● Brief: Please return the lines below verbatim, beginning at the one that has "use thiserror::Error;" and stopping after the one that has "impl From<hex::FromHexError> for", and add no other lines.

● Data:
-------------------------

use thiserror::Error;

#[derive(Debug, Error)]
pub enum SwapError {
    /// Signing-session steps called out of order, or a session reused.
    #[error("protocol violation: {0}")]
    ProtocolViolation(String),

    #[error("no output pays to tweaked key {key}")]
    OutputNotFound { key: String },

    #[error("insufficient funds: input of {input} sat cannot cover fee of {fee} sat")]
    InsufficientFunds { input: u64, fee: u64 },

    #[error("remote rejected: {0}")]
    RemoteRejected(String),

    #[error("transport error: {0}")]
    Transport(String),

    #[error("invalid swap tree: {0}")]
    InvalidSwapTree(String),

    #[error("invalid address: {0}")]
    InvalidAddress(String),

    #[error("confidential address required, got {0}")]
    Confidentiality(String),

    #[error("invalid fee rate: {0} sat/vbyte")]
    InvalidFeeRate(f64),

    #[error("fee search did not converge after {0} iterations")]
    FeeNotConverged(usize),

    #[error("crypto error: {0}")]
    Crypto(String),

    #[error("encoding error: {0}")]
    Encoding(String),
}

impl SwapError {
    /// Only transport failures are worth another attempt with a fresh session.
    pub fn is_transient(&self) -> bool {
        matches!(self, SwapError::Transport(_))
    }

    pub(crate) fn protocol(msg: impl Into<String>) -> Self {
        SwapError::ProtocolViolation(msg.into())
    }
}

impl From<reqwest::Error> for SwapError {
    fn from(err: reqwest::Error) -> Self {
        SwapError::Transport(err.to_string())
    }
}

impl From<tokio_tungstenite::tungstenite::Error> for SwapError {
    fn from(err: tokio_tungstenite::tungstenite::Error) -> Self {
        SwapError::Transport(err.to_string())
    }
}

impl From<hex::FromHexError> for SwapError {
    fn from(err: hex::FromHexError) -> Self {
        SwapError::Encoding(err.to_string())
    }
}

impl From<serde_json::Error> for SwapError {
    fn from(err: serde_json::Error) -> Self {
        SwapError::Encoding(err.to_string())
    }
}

-------------------------

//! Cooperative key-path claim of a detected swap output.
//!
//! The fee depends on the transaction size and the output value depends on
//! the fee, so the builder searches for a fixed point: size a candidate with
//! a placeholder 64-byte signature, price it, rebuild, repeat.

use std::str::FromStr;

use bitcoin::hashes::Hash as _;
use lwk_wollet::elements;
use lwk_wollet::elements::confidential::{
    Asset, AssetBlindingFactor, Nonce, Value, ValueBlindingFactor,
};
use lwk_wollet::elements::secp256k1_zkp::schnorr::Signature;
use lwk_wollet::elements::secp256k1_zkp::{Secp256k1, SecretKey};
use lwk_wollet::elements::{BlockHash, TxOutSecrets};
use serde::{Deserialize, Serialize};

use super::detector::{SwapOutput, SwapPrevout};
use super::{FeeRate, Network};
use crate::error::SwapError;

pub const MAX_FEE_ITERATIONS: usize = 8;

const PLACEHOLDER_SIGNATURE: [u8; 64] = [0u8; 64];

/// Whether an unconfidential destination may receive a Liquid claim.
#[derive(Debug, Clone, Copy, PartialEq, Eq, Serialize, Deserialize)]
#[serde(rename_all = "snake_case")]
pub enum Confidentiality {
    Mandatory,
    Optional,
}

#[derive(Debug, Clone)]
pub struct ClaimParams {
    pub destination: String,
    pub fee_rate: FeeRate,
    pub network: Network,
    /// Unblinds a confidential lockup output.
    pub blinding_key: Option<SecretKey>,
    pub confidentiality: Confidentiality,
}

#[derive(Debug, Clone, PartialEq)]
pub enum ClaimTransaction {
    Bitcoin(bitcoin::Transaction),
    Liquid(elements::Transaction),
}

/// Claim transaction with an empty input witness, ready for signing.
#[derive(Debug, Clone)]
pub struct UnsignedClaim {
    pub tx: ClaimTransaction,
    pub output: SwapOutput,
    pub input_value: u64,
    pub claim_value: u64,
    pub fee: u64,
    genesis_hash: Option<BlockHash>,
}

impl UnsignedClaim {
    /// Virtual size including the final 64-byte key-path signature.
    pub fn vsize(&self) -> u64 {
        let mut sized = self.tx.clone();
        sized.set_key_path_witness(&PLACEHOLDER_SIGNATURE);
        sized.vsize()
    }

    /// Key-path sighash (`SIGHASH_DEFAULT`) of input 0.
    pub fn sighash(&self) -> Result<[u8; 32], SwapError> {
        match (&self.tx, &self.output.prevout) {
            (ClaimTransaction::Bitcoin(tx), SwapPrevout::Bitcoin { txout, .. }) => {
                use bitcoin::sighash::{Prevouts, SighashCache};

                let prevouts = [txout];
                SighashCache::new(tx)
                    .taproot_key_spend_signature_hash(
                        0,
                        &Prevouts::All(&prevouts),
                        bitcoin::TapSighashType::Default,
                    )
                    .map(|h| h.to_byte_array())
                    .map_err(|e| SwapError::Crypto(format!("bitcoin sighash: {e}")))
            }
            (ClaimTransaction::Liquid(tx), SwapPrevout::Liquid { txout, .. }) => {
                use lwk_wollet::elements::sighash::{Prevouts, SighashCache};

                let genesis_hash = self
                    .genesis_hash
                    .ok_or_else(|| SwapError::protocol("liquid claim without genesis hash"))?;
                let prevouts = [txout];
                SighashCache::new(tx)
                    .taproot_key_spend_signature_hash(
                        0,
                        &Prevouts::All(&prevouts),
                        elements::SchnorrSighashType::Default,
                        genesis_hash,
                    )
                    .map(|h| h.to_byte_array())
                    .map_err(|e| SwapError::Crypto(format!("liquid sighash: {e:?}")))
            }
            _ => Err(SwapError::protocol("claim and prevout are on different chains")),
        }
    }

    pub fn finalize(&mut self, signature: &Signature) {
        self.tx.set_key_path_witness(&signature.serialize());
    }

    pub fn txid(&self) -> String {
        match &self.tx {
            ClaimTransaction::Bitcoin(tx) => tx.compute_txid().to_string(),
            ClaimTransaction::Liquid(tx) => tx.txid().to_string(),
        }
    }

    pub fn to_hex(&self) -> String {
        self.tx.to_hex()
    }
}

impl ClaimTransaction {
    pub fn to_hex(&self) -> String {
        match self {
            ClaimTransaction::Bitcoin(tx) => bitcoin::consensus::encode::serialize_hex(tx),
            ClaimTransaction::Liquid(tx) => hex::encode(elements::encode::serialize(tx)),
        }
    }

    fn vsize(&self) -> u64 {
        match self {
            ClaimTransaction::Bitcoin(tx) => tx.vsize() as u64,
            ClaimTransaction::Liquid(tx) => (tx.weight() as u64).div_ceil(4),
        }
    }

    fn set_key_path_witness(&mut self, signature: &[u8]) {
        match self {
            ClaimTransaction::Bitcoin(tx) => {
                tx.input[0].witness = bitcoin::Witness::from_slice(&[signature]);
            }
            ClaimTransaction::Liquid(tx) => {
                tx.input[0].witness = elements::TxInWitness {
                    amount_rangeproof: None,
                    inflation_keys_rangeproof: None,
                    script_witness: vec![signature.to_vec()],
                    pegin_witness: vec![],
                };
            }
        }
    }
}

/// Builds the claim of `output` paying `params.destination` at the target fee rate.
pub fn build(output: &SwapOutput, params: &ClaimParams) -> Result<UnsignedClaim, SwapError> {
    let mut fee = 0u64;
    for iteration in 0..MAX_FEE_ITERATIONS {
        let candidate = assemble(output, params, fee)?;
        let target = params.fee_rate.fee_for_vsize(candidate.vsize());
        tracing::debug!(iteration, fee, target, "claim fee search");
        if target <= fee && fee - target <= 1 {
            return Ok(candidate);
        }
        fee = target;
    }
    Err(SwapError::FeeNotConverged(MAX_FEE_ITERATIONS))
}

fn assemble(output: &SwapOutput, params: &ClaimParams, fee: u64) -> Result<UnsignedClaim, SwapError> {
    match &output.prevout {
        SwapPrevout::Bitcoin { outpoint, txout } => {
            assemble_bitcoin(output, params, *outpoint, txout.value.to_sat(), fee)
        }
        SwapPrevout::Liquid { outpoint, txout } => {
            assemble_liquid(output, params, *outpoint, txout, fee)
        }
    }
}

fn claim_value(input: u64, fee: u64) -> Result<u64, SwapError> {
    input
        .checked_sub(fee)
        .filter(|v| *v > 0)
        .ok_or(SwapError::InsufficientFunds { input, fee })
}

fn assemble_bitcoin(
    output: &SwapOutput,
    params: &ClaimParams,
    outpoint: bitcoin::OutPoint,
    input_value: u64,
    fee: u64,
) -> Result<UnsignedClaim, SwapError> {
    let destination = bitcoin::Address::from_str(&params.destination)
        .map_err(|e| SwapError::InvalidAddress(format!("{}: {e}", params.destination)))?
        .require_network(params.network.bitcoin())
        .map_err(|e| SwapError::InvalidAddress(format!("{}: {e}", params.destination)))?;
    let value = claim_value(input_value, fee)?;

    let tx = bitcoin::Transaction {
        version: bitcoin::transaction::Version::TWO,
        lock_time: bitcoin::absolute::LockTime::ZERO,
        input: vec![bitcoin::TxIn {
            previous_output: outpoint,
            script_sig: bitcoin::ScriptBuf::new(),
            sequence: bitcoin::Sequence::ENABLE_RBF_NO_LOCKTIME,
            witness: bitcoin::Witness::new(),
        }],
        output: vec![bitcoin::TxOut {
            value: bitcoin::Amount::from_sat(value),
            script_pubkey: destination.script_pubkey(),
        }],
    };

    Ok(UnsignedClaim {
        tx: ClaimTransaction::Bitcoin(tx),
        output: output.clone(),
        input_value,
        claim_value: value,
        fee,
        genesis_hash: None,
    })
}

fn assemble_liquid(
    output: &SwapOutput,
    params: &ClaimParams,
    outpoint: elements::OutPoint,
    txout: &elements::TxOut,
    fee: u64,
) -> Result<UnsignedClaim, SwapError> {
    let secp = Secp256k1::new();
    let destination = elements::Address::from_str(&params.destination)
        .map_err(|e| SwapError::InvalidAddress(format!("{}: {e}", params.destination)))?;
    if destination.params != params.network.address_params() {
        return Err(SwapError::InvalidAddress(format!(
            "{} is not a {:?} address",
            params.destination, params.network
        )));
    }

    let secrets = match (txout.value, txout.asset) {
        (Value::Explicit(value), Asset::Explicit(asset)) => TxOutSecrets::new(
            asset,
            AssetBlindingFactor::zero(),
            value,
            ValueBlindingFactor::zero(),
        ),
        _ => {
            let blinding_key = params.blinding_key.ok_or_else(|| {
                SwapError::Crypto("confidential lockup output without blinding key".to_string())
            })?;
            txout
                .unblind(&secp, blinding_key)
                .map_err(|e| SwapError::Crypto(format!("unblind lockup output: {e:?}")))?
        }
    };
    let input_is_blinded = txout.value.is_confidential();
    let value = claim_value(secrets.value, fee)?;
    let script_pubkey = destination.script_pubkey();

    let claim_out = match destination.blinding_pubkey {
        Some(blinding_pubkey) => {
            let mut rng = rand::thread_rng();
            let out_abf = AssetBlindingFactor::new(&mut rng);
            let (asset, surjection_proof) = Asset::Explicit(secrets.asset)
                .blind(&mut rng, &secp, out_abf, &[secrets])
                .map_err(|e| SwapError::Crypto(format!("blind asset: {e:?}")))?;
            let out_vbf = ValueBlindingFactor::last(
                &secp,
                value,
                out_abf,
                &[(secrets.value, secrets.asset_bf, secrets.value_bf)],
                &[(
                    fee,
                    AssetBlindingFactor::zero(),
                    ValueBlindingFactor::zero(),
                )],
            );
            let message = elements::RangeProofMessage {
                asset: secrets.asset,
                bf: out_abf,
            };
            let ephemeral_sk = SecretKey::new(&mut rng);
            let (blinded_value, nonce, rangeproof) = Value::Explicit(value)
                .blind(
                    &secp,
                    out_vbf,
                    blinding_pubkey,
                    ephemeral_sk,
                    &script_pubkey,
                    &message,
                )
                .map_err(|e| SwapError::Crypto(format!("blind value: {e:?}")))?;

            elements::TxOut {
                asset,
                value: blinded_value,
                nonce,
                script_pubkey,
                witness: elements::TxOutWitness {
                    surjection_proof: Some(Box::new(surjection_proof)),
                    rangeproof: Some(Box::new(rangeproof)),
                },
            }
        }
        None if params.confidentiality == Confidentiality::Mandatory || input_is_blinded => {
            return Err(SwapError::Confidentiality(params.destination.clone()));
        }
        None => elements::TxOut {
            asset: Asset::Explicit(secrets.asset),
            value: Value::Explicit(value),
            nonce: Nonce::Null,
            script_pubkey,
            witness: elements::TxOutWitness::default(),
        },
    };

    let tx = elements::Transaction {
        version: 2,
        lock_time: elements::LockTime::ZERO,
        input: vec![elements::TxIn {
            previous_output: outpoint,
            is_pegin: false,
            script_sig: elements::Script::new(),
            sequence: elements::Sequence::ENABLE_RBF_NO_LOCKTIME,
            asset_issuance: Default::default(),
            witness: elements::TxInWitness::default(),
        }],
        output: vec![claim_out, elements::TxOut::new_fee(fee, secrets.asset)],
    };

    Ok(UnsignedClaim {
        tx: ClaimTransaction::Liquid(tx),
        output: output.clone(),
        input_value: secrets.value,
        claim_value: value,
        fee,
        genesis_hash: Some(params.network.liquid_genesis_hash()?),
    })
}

-------------------------

● Task result:
use thiserror::Error;

#[derive(Debug, Error)]
pub enum SwapError {
    /// Signing-session steps called out of order, or a session reused.
    #[error("protocol violation: {0}")]
    ProtocolViolation(String),

    #[error("no output pays to tweaked key {key}")]
    OutputNotFound { key: String },

    #[error("insufficient funds: input of {input} sat cannot cover fee of {fee} sat")]
    InsufficientFunds { input: u64, fee: u64 },

    #[error("remote rejected: {0}")]
    RemoteRejected(String),

    #[error("transport error: {0}")]
    Transport(String),

    #[error("invalid swap tree: {0}")]
    InvalidSwapTree(String),

    #[error("invalid address: {0}")]
    InvalidAddress(String),

    #[error("confidential address required, got {0}")]
    Confidentiality(String),

    #[error("invalid fee rate: {0} sat/vbyte")]
    InvalidFeeRate(f64),

    #[error("fee search did not converge after {0} iterations")]
    FeeNotConverged(usize),

    #[error("crypto error: {0}")]
    Crypto(String),

    #[error("encoding error: {0}")]
    Encoding(String),
}

impl SwapError {
    /// Only transport failures are worth another attempt with a fresh session.
    pub fn is_transient(&self) -> bool {
        matches!(self, SwapError::Transport(_))
    }

    pub(crate) fn protocol(msg: impl Into<String>) -> Self {
        SwapError::ProtocolViolation(msg.into())
    }
}

impl From<reqwest::Error> for SwapError {
    fn from(err: reqwest::Error) -> Self {
        SwapError::Transport(err.to_string())
    }
}

impl From<tokio_tungstenite::tungstenite::Error> for SwapError {
    fn from(err: tokio_tungstenite::tungstenite::Error) -> Self {
        SwapError::Transport(err.to_string())
    }
}

impl From<hex::FromHexError> for SwapError {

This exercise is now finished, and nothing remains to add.